Court finds you can be fired for doing your duty
A former police officer in Everman, Texas, who claimed he was fired after alleging in an e-mail to his superior that other officers were corrupt, had his First Amendment retaliation claim thrown out by a federal district court judge who said it was his duty to report such wrongdoing.
Officer Michael Rivera Jr. claimed that he witnessed fellow officers committing several illegal acts, including policy brutality against minorities, overt racism and other forms of racial discrimination. Rivera e-mailed his superior officer, Sgt. Robert Alonso. The department then fired him, saying he was “unqualified and unsuitable to continue in the position of police officer.” Rivera claimed the reason for the termination was his protected speech in which he reported acts of misconduct by fellow officers.

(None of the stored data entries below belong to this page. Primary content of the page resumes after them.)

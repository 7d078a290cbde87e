//! Google OAuth 2.0 code exchange and refresh

use recruitbot_domain::{RecruitbotError, Result};
use reqwest::Client;
use serde::Deserialize;
use tracing::debug;
use url::Url;

use crate::errors::InfraError;

use super::types::TokenSet;

const GOOGLE_AUTH_ENDPOINT: &str = "https://accounts.google.com/o/oauth2/v2/auth";
const GOOGLE_TOKEN_ENDPOINT: &str = "https://oauth2.googleapis.com/token";
const CALENDAR_SCOPE: &str = "https://www.googleapis.com/auth/calendar";

/// Loopback redirect for the copy-paste login flow.
const REDIRECT_URI: &str = "http://localhost";

#[derive(Debug, Deserialize)]
struct TokenEndpointResponse {
    access_token: String,
    #[serde(default)]
    refresh_token: Option<String>,
    expires_in: i64,
}

/// Client for Google's OAuth token endpoint.
pub struct GoogleOAuthClient {
    http: Client,
    client_id: String,
    client_secret: Option<String>,
    token_endpoint: String,
}

impl GoogleOAuthClient {
    pub fn new(client_id: impl Into<String>, client_secret: Option<String>) -> Self {
        Self {
            http: Client::new(),
            client_id: client_id.into(),
            client_secret,
            token_endpoint: GOOGLE_TOKEN_ENDPOINT.to_string(),
        }
    }

    /// Overrides the token endpoint (for tests).
    #[cfg(test)]
    pub(crate) fn with_token_endpoint(mut self, endpoint: impl Into<String>) -> Self {
        self.token_endpoint = endpoint.into();
        self
    }

    /// URL the user opens in a browser to grant calendar access.
    ///
    /// `access_type=offline` with `prompt=consent` makes Google return a
    /// refresh token on every grant, not only the first one.
    pub fn authorization_url(&self) -> Result<String> {
        let mut url = Url::parse(GOOGLE_AUTH_ENDPOINT)
            .map_err(|e| RecruitbotError::Internal(format!("invalid auth endpoint: {e}")))?;
        url.query_pairs_mut()
            .append_pair("client_id", &self.client_id)
            .append_pair("redirect_uri", REDIRECT_URI)
            .append_pair("response_type", "code")
            .append_pair("scope", CALENDAR_SCOPE)
            .append_pair("access_type", "offline")
            .append_pair("prompt", "consent");
        Ok(url.into())
    }

    /// Exchanges an authorization code for the initial token set.
    pub async fn exchange_code(&self, code: &str) -> Result<TokenSet> {
        let mut form = vec![
            ("client_id", self.client_id.as_str()),
            ("code", code),
            ("grant_type", "authorization_code"),
            ("redirect_uri", REDIRECT_URI),
        ];
        if let Some(secret) = &self.client_secret {
            form.push(("client_secret", secret.as_str()));
        }
        self.request_tokens(&form).await
    }

    /// Trades a refresh token for a fresh access token.
    ///
    /// Google usually omits `refresh_token` from refresh responses; the
    /// caller is responsible for carrying the old one forward.
    pub async fn refresh_access_token(&self, refresh_token: &str) -> Result<TokenSet> {
        let mut form = vec![
            ("client_id", self.client_id.as_str()),
            ("refresh_token", refresh_token),
            ("grant_type", "refresh_token"),
        ];
        if let Some(secret) = &self.client_secret {
            form.push(("client_secret", secret.as_str()));
        }
        self.request_tokens(&form).await
    }

    async fn request_tokens(&self, form: &[(&str, &str)]) -> Result<TokenSet> {
        let response = self
            .http
            .post(&self.token_endpoint)
            .form(form)
            .send()
            .await
            .map_err(InfraError::from)?;

        let status = response.status();
        if !status.is_success() {
            let body = response
                .text()
                .await
                .unwrap_or_else(|_| "Unknown error".to_string());
            return Err(RecruitbotError::Auth(format!(
                "token request failed ({status}): {body}"
            )));
        }

        let payload: TokenEndpointResponse = response
            .json()
            .await
            .map_err(|e| RecruitbotError::Auth(format!("malformed token response: {e}")))?;
        debug!(expires_in = payload.expires_in, "received tokens from Google");

        Ok(TokenSet::new(
            payload.access_token,
            payload.refresh_token,
            payload.expires_in,
        ))
    }
}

U.S. District Judge Terry R. Means rejected Rivera’s First Amendment lawsuit, finding that his speech was job-related within the guidelines set forth by the U.S. Supreme Court in the 2006 decision, Garcetti v. Ceballos. In Garcetti, the high court ruled that public employees have no First Amendment protection for speech made in the course of their official job duties.
Rivera contended that his exposure of corruption was speech made as a citizen rather than as an employee because he sent the e-mail to Alonso on his personal computer while off duty. Judge Means rejected that argument, finding that the e-mails were made within the “chain of command” and were directly related to Rivera’s job.

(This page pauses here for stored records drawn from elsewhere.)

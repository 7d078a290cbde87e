//! HTTP error mapping

use axum::http::StatusCode;
use axum::response::{IntoResponse, Response};
use axum::Json;
use recruitbot_domain::RecruitbotError;
use tracing::warn;

/// Wrapper turning domain errors into HTTP responses.
///
/// The body is the serde-tagged form of [`RecruitbotError`], so clients get
/// `{"type": "...", "message": "..."}`.
#[derive(Debug)]
pub struct ApiError(pub RecruitbotError);

impl From<RecruitbotError> for ApiError {
    fn from(err: RecruitbotError) -> Self {
        ApiError(err)
    }
}

impl IntoResponse for ApiError {
    fn into_response(self) -> Response {
        let status = match &self.0 {
            RecruitbotError::InvalidInput(_) => StatusCode::BAD_REQUEST,
            RecruitbotError::NotFound(_) => StatusCode::NOT_FOUND,
            RecruitbotError::Auth(_) => StatusCode::UNAUTHORIZED,
            RecruitbotError::Network(_)
            | RecruitbotError::Calendar(_)
            | RecruitbotError::Generation(_) => StatusCode::BAD_GATEWAY,
            RecruitbotError::Config(_) | RecruitbotError::Internal(_) => {
                StatusCode::INTERNAL_SERVER_ERROR
            }
        };
        warn!(status = %status, error = %self.0, "request failed");
        (status, Json(self.0)).into_response()
    }
}
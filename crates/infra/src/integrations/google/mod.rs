//! Google Calendar adapter

mod client;
mod types;

pub use client::GoogleCalendarClient;
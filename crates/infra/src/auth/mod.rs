//! Google OAuth token lifecycle
//!
//! Tokens are obtained once through the interactive login flow, persisted in
//! the OS keychain, and refreshed transparently when they expire. Callers that
//! need a bearer token go through [`AccessTokenProvider`] and never touch the
//! refresh machinery directly.

mod oauth;
mod store;
mod token_manager;
mod types;

use async_trait::async_trait;
use recruitbot_domain::Result;

pub use oauth::GoogleOAuthClient;
pub use store::{KeyringTokenStore, MemoryTokenStore, TokenStorage};
pub use token_manager::TokenManager;
pub use types::{TokenSet, TokenState};

/// Source of a valid bearer token for Google API calls.
///
/// Implemented by [`TokenManager`]; tests substitute a static provider.
#[async_trait]
pub trait AccessTokenProvider: Send + Sync {
    /// Returns an access token that is valid right now, refreshing if needed.
    async fn access_token(&self) -> Result<String>;
}
//! Infrastructure error handling

mod conversions;

pub use conversions::InfraError;
//! Common data types used throughout the application

use chrono::{DateTime, Duration, Utc};
use serde::{Deserialize, Serialize};

use crate::errors::{RecruitbotError, Result};

/// A half-open time range `[start, end)`
///
/// Timestamps stay structured (`DateTime<Utc>`) everywhere in the core;
/// human-readable formatting happens only at the presentation boundary.
#[derive(Debug, Clone, Copy, PartialEq, Eq, Serialize, Deserialize)]
pub struct TimeWindow {
    pub start: DateTime<Utc>,
    pub end: DateTime<Utc>,
}

impl TimeWindow {
    /// Create a window, validating that `start < end`.
    pub fn new(start: DateTime<Utc>, end: DateTime<Utc>) -> Result<Self> {
        if start >= end {
            return Err(RecruitbotError::InvalidInput(format!(
                "time window start ({start}) must precede end ({end})"
            )));
        }
        Ok(Self { start, end })
    }

    pub fn duration(&self) -> Duration {
        self.end - self.start
    }
}

/// A busy interval sourced from a calendar event
#[derive(Debug, Clone, Copy, PartialEq, Eq, Serialize, Deserialize)]
pub struct BusyInterval {
    pub start: DateTime<Utc>,
    pub end: DateTime<Utc>,
}

impl BusyInterval {
    /// Half-open overlap test: two intervals overlap iff
    /// `max(start_a, start_b) < min(end_a, end_b)`.
    pub fn overlaps(&self, start: DateTime<Utc>, end: DateTime<Utc>) -> bool {
        self.start.max(start) < self.end.min(end)
    }
}

/// A free candidate window of fixed duration
#[derive(Debug, Clone, Copy, PartialEq, Eq, Serialize, Deserialize)]
pub struct Slot {
    pub window: TimeWindow,
}

impl Slot {
    pub fn start(&self) -> DateTime<Utc> {
        self.window.start
    }

    pub fn end(&self) -> DateTime<Utc> {
        self.window.end
    }
}

/// Classification of an inbound message
///
/// Variants are mutually exclusive; the classifier evaluates its rules in a
/// fixed order and the first match wins.
#[derive(Debug, Clone, Copy, PartialEq, Eq, Serialize, Deserialize)]
#[serde(rename_all = "snake_case")]
pub enum Intent {
    Greeting,
    SmallTalk,
    Farewell,
    SchedulingRequest,
    General,
}

/// Input to the response composer
#[derive(Debug, Clone)]
pub struct ReplyRequest {
    pub message: String,
    pub intent: Intent,
    /// Free slots in chronological order (possibly empty)
    pub slots: Vec<Slot>,
    /// A concrete time the recruiter proposed that turned out to be free
    pub proposed: Option<Slot>,
}

impl ReplyRequest {
    pub fn new(message: impl Into<String>, intent: Intent) -> Self {
        Self { message: message.into(), intent, slots: Vec::new(), proposed: None }
    }

    pub fn with_slots(mut self, slots: Vec<Slot>) -> Self {
        self.slots = slots;
        self
    }

    pub fn with_proposed(mut self, proposed: Option<Slot>) -> Self {
        self.proposed = proposed;
        self
    }
}

/// Prompt text sent to the generation backend
#[derive(Debug, Clone, PartialEq, Eq, Serialize, Deserialize)]
pub struct GenerationPrompt(String);

impl GenerationPrompt {
    pub fn new(text: impl Into<String>) -> Self {
        Self(text.into())
    }

    pub fn as_str(&self) -> &str {
        &self.0
    }

    pub fn into_inner(self) -> String {
        self.0
    }
}

/// Output of the response composer
///
/// `Canned` replies bypass the generation backend entirely.
#[derive(Debug, Clone, PartialEq, Eq)]
pub enum ReplyPlan {
    Canned(String),
    Generate(GenerationPrompt),
}
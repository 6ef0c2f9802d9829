use crate::error::LogError;

/// Prefix that marks a line as a seek request rather than log data.
pub const SEEK_COMMAND_PREFIX: &[u8] = b"AESDCHAR_IOCSEEKTO:";

/// Seek target: the `write_cmd`-th live entry (0 = oldest), byte
/// `write_cmd_offset` inside it.
#[derive(Debug, Clone, Copy, PartialEq, Eq)]
pub struct SeekTo {
    pub write_cmd:        u32,
    pub write_cmd_offset: u32,
}

impl SeekTo {
    pub fn new(write_cmd: u32, write_cmd_offset: u32) -> Self {
        Self { write_cmd, write_cmd_offset }
    }
}

/// Classifies a complete line.
///
/// `None` means the line is plain data. `Some(Err(_))` means it carries the
/// seek prefix but the `X,Y` part does not parse.
pub fn parse_command(line: &[u8]) -> Option<Result<SeekTo, LogError>> {
    let rest = line.strip_prefix(SEEK_COMMAND_PREFIX)?;
    let rest = rest.strip_suffix(b"\n").unwrap_or(rest);
    let rest = rest.strip_suffix(b"\r").unwrap_or(rest);
    Some(parse_target(rest))
}

fn parse_target(args: &[u8]) -> Result<SeekTo, LogError> {
    let text = std::str::from_utf8(args)
        .map_err(|_| LogError::invalid("seek target is not valid UTF-8"))?;
    let (cmd, offset) = text
        .split_once(',')
        .ok_or_else(|| LogError::invalid(format!("expected X,Y but got {:?}", text)))?;
    let write_cmd = parse_field(cmd, "command index")?;
    let write_cmd_offset = parse_field(offset, "command offset")?;
    Ok(SeekTo { write_cmd, write_cmd_offset })
}

fn parse_field(s: &str, what: &str) -> Result<u32, LogError> {
    // u32::from_str accepts a leading '+', which the wire form does not.
    if s.is_empty() || !s.bytes().all(|b| b.is_ascii_digit()) {
        return Err(LogError::invalid(format!("{} {:?} is not a decimal number", what, s)));
    }
    s.parse()
        .map_err(|_| LogError::invalid(format!("{} {:?} is out of range", what, s)))
}

#[cfg(test)]
mod tests {
    use super::*;

    #[test]
    fn data_lines_are_not_commands() {
        assert!(parse_command(b"hello world\n").is_none());
        assert!(parse_command(b"AESDCHAR_IOCSEEKT0:1,2\n").is_none());
    }

    #[test]
    fn well_formed_command() {
        let seek = parse_command(b"AESDCHAR_IOCSEEKTO:2,5\n").unwrap().unwrap();
        assert_eq!(seek, SeekTo::new(2, 5));
    }

    #[test]
    fn tolerates_crlf() {
        let seek = parse_command(b"AESDCHAR_IOCSEEKTO:0,0\r\n").unwrap().unwrap();
        assert_eq!(seek, SeekTo::new(0, 0));
    }

    #[test]
    fn malformed_commands_are_rejected() {
        for line in [
            &b"AESDCHAR_IOCSEEKTO:\n"[..],
            b"AESDCHAR_IOCSEEKTO:1\n",
            b"AESDCHAR_IOCSEEKTO:a,b\n",
            b"AESDCHAR_IOCSEEKTO:1,-2\n",
            b"AESDCHAR_IOCSEEKTO:+1,2\n",
            b"AESDCHAR_IOCSEEKTO:1, 2\n",
            b"AESDCHAR_IOCSEEKTO:99999999999,0\n",
        ] {
            match parse_command(line) {
                Some(Err(LogError::InvalidArgument(_))) => {}
                other => panic!("{:?} parsed as {:?}", String::from_utf8_lossy(line), other),
            }
        }
    }
}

The judge noted that several factors must be considered in applying Garcetti to determine whether a public employee engages in protected citizen speech or unprotected employee speech. These include whether the speech was required or related to the employee’s job; to whom the speech was made; and whether the employee made the speech within the chain of command.
Means determined that these factors cut against Rivera because his job required him to report misconduct by other officers, he made the speech internally and he made the speech up the direct chain of command to his superior officer.
Rivera argued that exposing corruption about fellow officers is important speech that touches on matters of great public concern. However, Means wrote that “the fact that speech was on an important public issue such as police corruption is irrelevant to the threshold issue” and that “the societal import of the speech at issue is not relevant under the Garcetti threshold inquiry.”
Rivera also argued that his claim was bolstered by the 5th U.S. Circuit Court of Appeals decision Williams v. Riley, in which the court reinstated a First Amendment retaliation claim by three former jailers who contended they were fired for reporting abuse of inmates by other jail personnel.
Means distinguished the Williams v. Riley ruling by noting that in Williams it was unclear whether the employer’s policy required the jailers to report such abuse. However, Means noted that “in this case, the policy clearly deals with the scenario alleged by Rivera. … Simply put, Plaintiff [Rivera] claims to have witnessed other officers engaged in illegal activity and the City’s policy requires that such activity be reported.” Means concluded that Rivera has no First Amendment claim because under Garcetti he was acting as a public employee pursuant to his job duties. It made no difference to the court that Rivera’s speech was important: “But the societal import of the speech at issue is not relevant under the Garcetti threshold inquiry.”
Calls and e-mails to Rivera’s attorney were not returned.